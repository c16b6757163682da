//! Kiln Core - Hexagonal Architecture Implementation
//!
//! This crate provides the domain and application layers for Kiln, a
//! composition engine that builds projects out of independently-authored
//! feature modules.
//!
//! ## Architecture Overview
//!
//! ```text
//! ┌─────────────────────────────────────────┐
//! │             kiln-cli (CLI)              │
//! └──────────────────┬──────────────────────┘
//!                    │ calls
//!                    ▼
//! ┌─────────────────────────────────────────┐
//! │          GenerationPipeline             │
//! │  validate → resolve → instantiate →     │
//! │  finalize (cache, dedup, retry, budget) │
//! └──────────────────┬──────────────────────┘
//!                    │ uses
//!                    ▼
//! ┌─────────────────────────────────────────┐
//! │      Application Ports (Traits)         │
//! │        (Filesystem, CacheStore)         │
//! └──────────────────┬──────────────────────┘
//!                    │ implemented by
//!                    ▼
//! ┌─────────────────────────────────────────┐
//! │      kiln-adapters (Infrastructure)     │
//! └─────────────────────────────────────────┘
//!
//! ┌─────────────────────────────────────────┐
//! │         Domain Layer (Pure Logic)       │
//! │  Registry, Resolver, Instantiation      │
//! └─────────────────────────────────────────┘
//! ```
//!
//! ## Usage
//!
//! ```rust,ignore
//! use std::sync::Arc;
//! use kiln_core::prelude::*;
//!
//! let registry = Arc::new(ModuleRegistry::from_descriptors(descriptors)?);
//! let pipeline = GenerationPipeline::new(registry, cache, filesystem, PipelineConfig::default());
//!
//! let request = GenerationRequest::builder("shop")
//!     .archetype(Archetype::Business)
//!     .modules(["auth-jwt", "payment-stripe"])
//!     .build();
//! let result = pipeline.run(request).await;
//! ```

pub mod application;
pub mod domain;
pub mod error;

// Public API - what external crates should use
pub mod prelude {
    pub use crate::application::{
        CacheStatus, GenerationPipeline, GenerationResult, PipelineConfig, PipelineMetrics,
        ports::{CacheEntry, CacheStore, Filesystem},
    };
    pub use crate::domain::{
        Archetype, Category, FileContribution, FileMap, Framework, GenerationOptions,
        GenerationRequest, Manifest, MergeStrategy, ModuleDescriptor, ModuleId, ModuleRegistry,
        Strictness, Target, TargetSupport, Warning,
    };
    pub use crate::error::{KilnError, KilnResult};
}

// Version info
pub const VERSION: &str = env!("CARGO_PKG_VERSION");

— WHAT THE TASK REQUIRES —
Pull out all lines containing the word "GenerationPipeline" from the entries above.

— ANSWER SPACE —
//! │          GenerationPipeline             │
//! let pipeline = GenerationPipeline::new(registry, cache, filesystem, PipelineConfig::default());
        CacheStatus, GenerationPipeline, GenerationResult, PipelineConfig, PipelineMetrics,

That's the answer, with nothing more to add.